ASSIGNMENT -> Use the entries below and reproduce exactly the lines from the one containing "filename crates/hearth_core/src/param.rs" down to the one containing "Discriminant of a", both of them included.

[[ RECORD EXTRACTS, beginning ]]

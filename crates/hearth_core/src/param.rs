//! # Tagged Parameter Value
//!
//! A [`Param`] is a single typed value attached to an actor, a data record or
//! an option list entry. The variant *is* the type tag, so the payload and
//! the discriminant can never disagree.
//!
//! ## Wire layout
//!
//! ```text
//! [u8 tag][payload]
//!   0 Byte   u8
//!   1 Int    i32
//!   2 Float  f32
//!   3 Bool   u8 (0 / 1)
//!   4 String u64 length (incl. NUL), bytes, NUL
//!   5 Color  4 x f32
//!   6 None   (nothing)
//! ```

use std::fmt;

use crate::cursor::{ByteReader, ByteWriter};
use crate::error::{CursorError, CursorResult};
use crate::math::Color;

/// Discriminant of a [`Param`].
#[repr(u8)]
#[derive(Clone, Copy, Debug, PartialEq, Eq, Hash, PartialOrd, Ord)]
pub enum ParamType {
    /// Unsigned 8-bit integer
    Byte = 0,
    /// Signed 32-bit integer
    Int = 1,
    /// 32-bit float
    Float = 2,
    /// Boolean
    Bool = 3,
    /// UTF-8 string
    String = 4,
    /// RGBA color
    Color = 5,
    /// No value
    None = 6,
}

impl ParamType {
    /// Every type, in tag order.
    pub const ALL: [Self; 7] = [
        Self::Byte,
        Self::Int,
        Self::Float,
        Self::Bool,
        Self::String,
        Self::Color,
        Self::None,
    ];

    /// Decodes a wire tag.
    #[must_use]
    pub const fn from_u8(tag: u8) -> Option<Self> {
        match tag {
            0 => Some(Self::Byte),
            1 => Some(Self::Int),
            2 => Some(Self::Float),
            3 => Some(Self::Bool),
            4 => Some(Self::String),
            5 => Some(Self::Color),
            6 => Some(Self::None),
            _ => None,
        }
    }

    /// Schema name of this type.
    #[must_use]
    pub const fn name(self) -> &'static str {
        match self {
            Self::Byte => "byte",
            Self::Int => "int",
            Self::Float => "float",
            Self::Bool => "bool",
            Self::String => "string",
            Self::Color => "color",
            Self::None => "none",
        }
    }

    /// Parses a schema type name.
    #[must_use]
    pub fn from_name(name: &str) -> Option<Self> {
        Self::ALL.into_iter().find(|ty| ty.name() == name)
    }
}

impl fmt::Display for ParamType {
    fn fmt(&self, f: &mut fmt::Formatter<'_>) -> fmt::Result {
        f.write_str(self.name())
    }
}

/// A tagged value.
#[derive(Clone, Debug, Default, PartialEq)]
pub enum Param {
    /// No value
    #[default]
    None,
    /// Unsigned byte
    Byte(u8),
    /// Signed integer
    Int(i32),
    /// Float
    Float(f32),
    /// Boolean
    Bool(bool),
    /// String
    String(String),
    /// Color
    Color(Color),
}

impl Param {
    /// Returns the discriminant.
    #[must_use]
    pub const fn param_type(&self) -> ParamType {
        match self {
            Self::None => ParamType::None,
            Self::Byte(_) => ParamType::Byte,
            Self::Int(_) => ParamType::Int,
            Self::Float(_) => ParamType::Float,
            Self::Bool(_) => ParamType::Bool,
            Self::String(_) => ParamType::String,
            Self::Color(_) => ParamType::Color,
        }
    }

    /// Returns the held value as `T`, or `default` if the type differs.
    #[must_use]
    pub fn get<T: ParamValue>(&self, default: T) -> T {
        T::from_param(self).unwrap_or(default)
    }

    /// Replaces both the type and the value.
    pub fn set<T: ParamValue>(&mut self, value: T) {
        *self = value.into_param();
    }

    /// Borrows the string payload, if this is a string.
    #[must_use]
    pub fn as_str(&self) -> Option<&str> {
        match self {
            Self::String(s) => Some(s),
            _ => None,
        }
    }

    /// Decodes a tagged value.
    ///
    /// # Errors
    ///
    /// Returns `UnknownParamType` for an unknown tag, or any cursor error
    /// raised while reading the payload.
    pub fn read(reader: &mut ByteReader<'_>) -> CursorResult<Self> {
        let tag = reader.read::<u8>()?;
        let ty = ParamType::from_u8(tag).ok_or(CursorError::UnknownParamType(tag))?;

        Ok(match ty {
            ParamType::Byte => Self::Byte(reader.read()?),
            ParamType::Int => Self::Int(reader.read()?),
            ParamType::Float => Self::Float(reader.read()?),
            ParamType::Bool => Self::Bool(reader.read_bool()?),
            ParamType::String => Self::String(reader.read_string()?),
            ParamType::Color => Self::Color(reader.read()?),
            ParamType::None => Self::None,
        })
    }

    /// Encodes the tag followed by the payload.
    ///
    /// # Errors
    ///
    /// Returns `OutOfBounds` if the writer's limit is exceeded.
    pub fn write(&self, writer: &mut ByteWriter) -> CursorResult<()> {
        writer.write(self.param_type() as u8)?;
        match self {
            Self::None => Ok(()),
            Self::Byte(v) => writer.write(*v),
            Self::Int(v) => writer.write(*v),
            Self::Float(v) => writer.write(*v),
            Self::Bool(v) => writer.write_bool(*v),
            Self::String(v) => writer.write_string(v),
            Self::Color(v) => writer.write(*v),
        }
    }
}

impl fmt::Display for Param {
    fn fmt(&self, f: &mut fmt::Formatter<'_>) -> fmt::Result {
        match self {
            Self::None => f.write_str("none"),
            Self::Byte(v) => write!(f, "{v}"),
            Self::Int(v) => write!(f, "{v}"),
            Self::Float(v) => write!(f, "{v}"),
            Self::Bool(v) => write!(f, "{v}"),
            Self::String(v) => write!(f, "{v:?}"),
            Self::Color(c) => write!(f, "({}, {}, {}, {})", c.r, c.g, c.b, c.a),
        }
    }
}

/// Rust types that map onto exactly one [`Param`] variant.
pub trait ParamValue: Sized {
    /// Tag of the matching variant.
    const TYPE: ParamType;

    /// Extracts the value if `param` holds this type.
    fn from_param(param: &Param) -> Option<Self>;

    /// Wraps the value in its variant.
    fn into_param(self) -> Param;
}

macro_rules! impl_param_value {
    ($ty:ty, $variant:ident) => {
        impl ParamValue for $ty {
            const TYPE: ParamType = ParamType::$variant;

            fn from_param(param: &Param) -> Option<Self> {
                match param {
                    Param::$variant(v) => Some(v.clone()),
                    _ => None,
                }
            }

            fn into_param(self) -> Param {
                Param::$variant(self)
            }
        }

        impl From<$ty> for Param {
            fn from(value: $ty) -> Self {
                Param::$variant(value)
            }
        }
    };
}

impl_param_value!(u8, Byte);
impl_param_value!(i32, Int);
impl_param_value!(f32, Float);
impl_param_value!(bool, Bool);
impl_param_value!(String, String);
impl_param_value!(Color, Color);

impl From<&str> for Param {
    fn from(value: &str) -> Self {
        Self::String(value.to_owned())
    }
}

[[ RECORD EXTRACTS, end ]]
[[ RECORD EXTRACTS, beginning ]]

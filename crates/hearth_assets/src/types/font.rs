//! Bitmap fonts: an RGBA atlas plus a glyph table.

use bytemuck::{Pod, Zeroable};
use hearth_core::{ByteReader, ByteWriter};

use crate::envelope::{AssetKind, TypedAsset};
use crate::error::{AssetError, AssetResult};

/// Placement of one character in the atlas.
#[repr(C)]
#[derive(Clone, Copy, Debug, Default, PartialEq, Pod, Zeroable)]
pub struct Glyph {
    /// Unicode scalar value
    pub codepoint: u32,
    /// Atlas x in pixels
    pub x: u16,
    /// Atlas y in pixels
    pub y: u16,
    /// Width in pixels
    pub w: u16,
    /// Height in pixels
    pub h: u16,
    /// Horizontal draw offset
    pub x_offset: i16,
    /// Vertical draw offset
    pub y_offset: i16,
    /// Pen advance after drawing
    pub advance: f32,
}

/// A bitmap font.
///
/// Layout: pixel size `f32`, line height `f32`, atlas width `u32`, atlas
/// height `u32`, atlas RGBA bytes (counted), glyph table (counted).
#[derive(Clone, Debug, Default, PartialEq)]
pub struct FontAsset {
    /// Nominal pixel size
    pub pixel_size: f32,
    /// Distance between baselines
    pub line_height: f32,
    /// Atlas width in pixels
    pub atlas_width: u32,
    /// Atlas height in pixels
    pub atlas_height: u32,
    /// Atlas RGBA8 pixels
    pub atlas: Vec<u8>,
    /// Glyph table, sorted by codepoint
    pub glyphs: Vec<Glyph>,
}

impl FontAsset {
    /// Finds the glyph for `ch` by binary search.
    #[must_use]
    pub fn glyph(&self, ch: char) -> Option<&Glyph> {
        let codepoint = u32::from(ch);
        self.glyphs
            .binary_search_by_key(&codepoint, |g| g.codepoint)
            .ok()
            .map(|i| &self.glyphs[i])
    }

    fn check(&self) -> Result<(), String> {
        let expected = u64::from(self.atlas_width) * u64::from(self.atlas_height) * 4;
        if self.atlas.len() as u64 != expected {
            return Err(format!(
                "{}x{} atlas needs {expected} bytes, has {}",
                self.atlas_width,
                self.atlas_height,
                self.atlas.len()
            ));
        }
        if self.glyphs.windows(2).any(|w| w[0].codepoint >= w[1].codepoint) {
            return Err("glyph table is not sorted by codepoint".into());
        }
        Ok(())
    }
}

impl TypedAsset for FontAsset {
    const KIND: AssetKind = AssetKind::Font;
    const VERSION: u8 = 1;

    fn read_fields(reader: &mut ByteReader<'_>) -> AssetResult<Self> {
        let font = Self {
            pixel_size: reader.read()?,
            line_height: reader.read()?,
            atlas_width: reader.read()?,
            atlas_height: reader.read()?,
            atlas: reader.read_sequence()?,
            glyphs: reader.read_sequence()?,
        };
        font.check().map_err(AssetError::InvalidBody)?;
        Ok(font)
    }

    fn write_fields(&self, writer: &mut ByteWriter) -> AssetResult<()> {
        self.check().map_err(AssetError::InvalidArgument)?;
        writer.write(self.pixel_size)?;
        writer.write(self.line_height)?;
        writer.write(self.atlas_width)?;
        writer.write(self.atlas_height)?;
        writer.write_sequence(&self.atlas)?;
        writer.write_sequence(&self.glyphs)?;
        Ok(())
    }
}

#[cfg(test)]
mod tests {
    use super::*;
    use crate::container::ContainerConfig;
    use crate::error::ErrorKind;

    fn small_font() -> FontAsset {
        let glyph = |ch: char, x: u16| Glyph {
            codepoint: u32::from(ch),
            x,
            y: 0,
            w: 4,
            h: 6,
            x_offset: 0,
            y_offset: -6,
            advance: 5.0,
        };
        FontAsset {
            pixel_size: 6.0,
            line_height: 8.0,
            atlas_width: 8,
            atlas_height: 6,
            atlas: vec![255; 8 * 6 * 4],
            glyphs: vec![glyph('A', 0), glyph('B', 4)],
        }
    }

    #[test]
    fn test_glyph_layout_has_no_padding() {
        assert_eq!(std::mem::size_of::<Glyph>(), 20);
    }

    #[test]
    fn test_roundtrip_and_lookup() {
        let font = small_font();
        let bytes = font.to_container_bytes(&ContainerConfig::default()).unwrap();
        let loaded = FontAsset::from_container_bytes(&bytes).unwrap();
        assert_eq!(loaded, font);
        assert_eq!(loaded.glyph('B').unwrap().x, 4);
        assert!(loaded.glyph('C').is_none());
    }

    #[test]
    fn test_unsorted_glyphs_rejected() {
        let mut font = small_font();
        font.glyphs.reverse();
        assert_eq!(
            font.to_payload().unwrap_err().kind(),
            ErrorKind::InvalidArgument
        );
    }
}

[[ RECORD EXTRACTS, end ]]
[[ RECORD EXTRACTS, beginning ]]

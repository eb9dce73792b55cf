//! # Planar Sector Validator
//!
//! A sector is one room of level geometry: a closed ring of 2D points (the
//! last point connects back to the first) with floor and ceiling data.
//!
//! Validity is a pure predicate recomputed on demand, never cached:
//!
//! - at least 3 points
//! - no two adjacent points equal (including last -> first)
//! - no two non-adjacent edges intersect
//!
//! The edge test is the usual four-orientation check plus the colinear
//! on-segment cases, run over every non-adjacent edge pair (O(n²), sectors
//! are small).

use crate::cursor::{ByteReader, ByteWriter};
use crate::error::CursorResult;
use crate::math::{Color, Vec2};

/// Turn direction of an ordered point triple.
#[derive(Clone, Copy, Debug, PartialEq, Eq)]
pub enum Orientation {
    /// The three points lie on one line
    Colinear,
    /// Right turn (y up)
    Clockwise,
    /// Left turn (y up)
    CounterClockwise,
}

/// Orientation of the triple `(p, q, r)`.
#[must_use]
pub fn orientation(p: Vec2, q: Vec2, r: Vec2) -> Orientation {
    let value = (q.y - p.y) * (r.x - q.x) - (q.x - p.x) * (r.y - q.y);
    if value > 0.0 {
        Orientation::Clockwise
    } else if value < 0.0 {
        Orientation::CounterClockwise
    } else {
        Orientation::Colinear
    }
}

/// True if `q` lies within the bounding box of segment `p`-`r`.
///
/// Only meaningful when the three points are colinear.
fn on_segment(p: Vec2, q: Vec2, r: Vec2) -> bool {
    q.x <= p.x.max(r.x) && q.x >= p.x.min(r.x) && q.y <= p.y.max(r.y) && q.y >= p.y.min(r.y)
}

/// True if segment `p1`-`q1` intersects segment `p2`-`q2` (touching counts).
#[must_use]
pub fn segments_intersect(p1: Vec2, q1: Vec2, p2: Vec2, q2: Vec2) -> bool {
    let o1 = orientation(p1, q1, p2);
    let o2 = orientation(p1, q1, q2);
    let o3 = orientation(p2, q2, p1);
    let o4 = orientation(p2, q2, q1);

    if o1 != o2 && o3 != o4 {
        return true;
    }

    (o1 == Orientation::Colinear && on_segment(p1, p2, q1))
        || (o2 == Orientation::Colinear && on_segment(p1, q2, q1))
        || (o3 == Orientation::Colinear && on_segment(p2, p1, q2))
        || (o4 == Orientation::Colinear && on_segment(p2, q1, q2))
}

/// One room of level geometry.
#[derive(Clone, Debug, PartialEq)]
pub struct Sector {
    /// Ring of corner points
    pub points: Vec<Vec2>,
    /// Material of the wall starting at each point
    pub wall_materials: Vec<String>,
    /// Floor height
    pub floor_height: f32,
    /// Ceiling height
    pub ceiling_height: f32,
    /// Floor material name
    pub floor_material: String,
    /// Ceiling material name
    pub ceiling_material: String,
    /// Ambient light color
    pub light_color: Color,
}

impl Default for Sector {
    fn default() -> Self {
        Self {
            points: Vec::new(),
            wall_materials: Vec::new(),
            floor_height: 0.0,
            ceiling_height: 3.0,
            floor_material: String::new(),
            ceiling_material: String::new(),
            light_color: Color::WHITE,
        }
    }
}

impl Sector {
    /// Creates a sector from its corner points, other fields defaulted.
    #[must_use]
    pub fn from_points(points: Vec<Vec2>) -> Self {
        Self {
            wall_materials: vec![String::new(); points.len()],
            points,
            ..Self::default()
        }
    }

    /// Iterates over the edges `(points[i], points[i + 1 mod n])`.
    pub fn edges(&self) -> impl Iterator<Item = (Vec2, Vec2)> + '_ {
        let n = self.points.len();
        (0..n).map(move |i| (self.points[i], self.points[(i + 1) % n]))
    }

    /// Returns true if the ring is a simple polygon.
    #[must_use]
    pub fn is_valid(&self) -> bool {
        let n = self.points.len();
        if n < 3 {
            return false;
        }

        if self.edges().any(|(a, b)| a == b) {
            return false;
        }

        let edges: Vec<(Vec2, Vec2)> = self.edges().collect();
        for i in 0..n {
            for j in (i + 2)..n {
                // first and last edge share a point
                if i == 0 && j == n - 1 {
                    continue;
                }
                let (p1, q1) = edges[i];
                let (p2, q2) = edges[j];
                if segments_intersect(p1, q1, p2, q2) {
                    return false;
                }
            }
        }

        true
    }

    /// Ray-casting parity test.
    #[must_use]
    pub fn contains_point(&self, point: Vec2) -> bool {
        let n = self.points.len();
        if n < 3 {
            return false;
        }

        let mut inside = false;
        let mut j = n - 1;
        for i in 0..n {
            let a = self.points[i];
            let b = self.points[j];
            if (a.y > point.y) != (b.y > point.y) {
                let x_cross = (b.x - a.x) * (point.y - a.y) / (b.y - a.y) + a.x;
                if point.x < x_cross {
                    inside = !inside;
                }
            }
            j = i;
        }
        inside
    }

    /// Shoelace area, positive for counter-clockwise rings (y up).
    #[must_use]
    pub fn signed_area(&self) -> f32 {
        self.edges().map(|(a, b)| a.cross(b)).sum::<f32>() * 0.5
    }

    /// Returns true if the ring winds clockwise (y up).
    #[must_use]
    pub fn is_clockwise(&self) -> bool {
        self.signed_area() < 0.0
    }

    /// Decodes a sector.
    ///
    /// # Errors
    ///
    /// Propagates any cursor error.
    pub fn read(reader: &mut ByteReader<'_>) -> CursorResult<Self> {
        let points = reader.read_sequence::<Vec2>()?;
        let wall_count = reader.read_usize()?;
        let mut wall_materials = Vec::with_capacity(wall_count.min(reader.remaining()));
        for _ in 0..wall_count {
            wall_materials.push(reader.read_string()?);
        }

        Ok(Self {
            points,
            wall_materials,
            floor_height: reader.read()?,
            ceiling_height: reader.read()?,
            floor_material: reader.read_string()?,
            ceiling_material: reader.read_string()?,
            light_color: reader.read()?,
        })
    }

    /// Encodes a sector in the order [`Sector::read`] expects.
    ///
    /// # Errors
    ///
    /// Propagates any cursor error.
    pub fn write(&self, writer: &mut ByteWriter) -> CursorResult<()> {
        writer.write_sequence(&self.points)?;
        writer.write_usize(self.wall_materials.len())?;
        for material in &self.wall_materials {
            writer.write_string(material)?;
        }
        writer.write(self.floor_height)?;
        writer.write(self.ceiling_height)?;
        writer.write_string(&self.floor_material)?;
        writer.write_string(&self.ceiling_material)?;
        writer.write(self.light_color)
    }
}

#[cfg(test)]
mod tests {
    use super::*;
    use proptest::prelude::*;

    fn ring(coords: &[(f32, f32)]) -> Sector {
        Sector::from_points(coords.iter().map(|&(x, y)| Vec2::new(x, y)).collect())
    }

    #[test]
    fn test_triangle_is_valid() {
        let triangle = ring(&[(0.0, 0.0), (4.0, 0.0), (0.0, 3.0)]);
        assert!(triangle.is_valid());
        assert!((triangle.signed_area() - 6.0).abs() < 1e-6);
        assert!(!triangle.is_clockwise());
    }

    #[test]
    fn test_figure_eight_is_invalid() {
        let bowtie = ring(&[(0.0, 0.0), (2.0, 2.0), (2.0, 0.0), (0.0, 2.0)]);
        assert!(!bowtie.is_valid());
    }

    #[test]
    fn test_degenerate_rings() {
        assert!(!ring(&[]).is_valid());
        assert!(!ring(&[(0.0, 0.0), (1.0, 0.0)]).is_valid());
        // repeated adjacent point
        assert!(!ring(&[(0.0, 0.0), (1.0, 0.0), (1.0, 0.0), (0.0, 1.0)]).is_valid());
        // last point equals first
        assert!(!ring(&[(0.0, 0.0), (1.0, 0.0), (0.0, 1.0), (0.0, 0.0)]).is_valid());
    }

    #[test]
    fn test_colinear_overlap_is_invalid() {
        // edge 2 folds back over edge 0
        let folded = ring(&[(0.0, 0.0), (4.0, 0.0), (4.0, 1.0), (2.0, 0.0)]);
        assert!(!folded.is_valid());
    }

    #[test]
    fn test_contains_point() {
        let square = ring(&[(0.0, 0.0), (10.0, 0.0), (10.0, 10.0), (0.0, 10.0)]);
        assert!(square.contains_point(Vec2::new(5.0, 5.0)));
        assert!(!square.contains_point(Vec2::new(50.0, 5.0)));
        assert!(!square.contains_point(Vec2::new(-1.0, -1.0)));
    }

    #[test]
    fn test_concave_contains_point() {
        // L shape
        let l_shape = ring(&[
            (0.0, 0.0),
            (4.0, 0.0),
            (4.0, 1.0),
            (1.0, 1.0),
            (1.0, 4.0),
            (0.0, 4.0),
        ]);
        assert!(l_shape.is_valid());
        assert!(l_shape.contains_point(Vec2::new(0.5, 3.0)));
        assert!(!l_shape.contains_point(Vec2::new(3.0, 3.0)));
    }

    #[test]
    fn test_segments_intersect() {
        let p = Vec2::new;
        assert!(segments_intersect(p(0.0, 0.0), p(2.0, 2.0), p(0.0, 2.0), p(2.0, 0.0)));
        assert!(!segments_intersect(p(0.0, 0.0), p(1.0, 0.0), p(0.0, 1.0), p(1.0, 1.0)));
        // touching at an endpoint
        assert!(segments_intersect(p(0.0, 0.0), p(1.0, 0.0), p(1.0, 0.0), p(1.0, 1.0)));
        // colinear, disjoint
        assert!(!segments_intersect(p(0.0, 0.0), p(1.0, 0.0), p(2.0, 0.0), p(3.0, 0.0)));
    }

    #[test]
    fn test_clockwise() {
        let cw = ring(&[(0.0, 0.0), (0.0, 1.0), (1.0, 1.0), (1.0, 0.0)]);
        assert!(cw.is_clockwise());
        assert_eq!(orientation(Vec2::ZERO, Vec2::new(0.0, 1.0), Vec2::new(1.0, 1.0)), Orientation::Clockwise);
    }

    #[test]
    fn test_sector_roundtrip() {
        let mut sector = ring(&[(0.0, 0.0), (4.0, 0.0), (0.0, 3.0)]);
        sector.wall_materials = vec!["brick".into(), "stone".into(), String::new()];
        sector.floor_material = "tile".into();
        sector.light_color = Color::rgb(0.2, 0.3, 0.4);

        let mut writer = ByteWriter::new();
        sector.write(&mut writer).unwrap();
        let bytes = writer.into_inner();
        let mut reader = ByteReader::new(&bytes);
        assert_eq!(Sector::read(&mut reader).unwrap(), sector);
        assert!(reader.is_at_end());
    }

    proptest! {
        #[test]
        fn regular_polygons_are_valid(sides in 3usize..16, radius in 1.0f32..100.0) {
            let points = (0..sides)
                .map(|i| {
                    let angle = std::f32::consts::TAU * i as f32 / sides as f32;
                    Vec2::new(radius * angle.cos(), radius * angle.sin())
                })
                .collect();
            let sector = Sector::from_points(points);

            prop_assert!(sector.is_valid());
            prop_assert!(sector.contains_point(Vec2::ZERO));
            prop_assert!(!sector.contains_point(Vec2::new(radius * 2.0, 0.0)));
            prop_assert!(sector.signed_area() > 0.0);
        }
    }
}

[[ RECORD EXTRACTS, end ]]

REPLY ->
filename crates/hearth_core/src/param.rs
//! # Tagged Parameter Value
//!
//! A [`Param`] is a single typed value attached to an actor, a data record or
//! an option list entry. The variant *is* the type tag, so the payload and
//! the discriminant can never disagree.
//!
//! ## Wire layout
//!
//! ```text
//! [u8 tag][payload]
//!   0 Byte   u8
//!   1 Int    i32
//!   2 Float  f32
//!   3 Bool   u8 (0 / 1)
//!   4 String u64 length (incl. NUL), bytes, NUL
//!   5 Color  4 x f32
//!   6 None   (nothing)
//! ```

use std::fmt;

use crate::cursor::{ByteReader, ByteWriter};
use crate::error::{CursorError, CursorResult};
use crate::math::Color;

/// Discriminant of a [`Param`].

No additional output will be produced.